36. The magistrate correctly placed reliance on the available evidence in rejecting the appellant's defence. Furthermore, in summing up his findings that led to the conclusion that the state succeeded in proving its case beyond reasonable doubt, the Magistrate listed reasons for so finding. In my mind, this shows the level of importance that the Magistrate attached to his findings. I find that the Learned Magistrate did not misdirect himself on this issue.
37. On the submission that his defence was not considered, it is correct that the legal burden of proof in criminal cases never leaves the prosecution’s backyard. Viscount Sankey L.C. in the celebrated case of Woolmington vs. DPP[19] in a subtle and masterly fashion stated the law on legal burden of proof in criminal matters, that:-
‘Through the web of the English Criminal Law one golden thread is always to be seen, that it is the duty of the prosecution to prove the prisoner’s guilt subject to what I have already said as to the defence of insanity and subject also to any statutory exception…No matter what the charge or where the trial, the principle that the prosecution must prove the guilt of the prisoner is part of the common law of England and no attempt to whittle it down can be entertained.”

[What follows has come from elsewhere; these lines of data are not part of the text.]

//! Local roster of the active session.
//!
//! The roster is the client's cached list of players. It is rebuilt from
//! each authoritative snapshot, patched by join/leave/elimination events,
//! and enriched with roles once they are revealed.

use std::collections::HashMap;

use super::game::Session;
use super::player::{Player, PlayerId, Role};

/// Players of the active session, in presentation order.
#[derive(Debug, Clone, Default, PartialEq, Eq)]
pub struct Roster {
    players: Vec<Player>,
}

impl Roster {
    pub fn new() -> Self {
        Self::default()
    }

    /// Build a roster from a session, sorted by seat index.
    pub fn from_session(session: &Session) -> Self {
        Self {
            players: session.players_by_index(),
        }
    }

    /// Insert a player unless one with the same id is already present.
    ///
    /// Returns `true` if the player was added.
    pub fn insert_if_absent(&mut self, player: Player) -> bool {
        if self.contains(player.id) {
            return false;
        }
        self.players.push(player);
        true
    }

    /// Remove a player by id.
    pub fn remove(&mut self, id: PlayerId) -> Option<Player> {
        let pos = self.players.iter().position(|p| p.id == id)?;
        Some(self.players.remove(pos))
    }

    /// Mark a player eliminated, returning the updated player.
    pub fn eliminate(&mut self, id: PlayerId) -> Option<&Player> {
        let player = self.players.iter_mut().find(|p| p.id == id)?;
        player.eliminate();
        Some(player)
    }

    /// Replace the roster with the session's, keeping roles this client
    /// already resolved for players the session reports as `Unknown`.
    pub fn replace_from(&mut self, session: &Session) {
        let known: HashMap<PlayerId, Role> = self
            .players
            .iter()
            .filter(|p| p.role.is_known())
            .map(|p| (p.id, p.role))
            .collect();

        let mut players = session.players_by_index();
        for player in &mut players {
            if player.role.is_known() {
                continue;
            }
            if let Some(role) = known.get(&player.id) {
                player.assign_role(*role);
            }
        }
        self.players = players;
    }

    /// Merge revealed roles into the roster and re-sort by seat index.
    ///
    /// Players absent from `roles` are assigned `fallback`.
    pub fn merge_roles(&mut self, roles: &HashMap<PlayerId, Role>, fallback: Role) {
        for player in &mut self.players {
            let role = roles.get(&player.id).copied().unwrap_or(fallback);
            player.assign_role(role);
        }
        self.sort_by_index();
    }

    pub fn sort_by_index(&mut self) {
        self.players.sort_by_key(|p| p.index);
    }

    pub fn get(&self, id: PlayerId) -> Option<&Player> {
        self.players.iter().find(|p| p.id == id)
    }

    pub fn contains(&self, id: PlayerId) -> bool {
        self.players.iter().any(|p| p.id == id)
    }

    pub fn players(&self) -> &[Player] {
        &self.players
    }

    /// Check if every player's role has been revealed.
    pub fn roles_resolved(&self) -> bool {
        !self.players.is_empty() && self.players.iter().all(|p| p.role.is_known())
    }

    pub fn alive_count(&self) -> usize {
        self.players.iter().filter(|p| p.is_alive()).count()
    }

    pub fn len(&self) -> usize {
        self.players.len()
    }

    pub fn is_empty(&self) -> bool {
        self.players.is_empty()
    }

    pub fn to_vec(&self) -> Vec<Player> {
        self.players.clone()
    }
}
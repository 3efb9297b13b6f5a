use std::future::Future;

use tokio::task::JoinHandle;

/// Spawn a Tokio task inside a span carrying its name.
pub fn spawn_named_task<F, S>(name: S, future: F) -> JoinHandle<F::Output>
where
    F: Future + Send + 'static,
    F::Output: Send + 'static,
    S: Into<String>,
{
    use tracing::Instrument;

    let name_owned = name.into();
    let span = tracing::info_span!("task", task_name = %name_owned);
    tokio::spawn(future.instrument(span))
}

38. The defence must be weighed against the evidence offered by the prosecution. A trial court has a duty to weigh the evidence adduced in court by all the parties in totality and make a finding on the culpability or otherwise of the accused. This is the basic calling of every court without exception.[20]
39. Whatever is thought to be the purpose of criminal punishment, one fundamental principle seems to have evolved in the jurisprudence of the common law legal tradition; that, before an accused person can be convicted of a crime, his/her guilt must be proved beyond reasonable doubt. The Supreme Court of Nigeria in Ozaki and another vs The State[21]stated that for a defence to be rejected it must be incredible and that the defence must be weighed against the evidence offered by the prosecution. In Uganda vs. Sebyala& Others,[22] the learned Judge citing relevant precedents had this to say:-
“The accused does not have to establish that his alibi is reasonably true. All he has to do is to create doubt as to the strength of the case for the prosecution. When the prosecution case is thin an alibi which is not particularly strong may very well raise doubts”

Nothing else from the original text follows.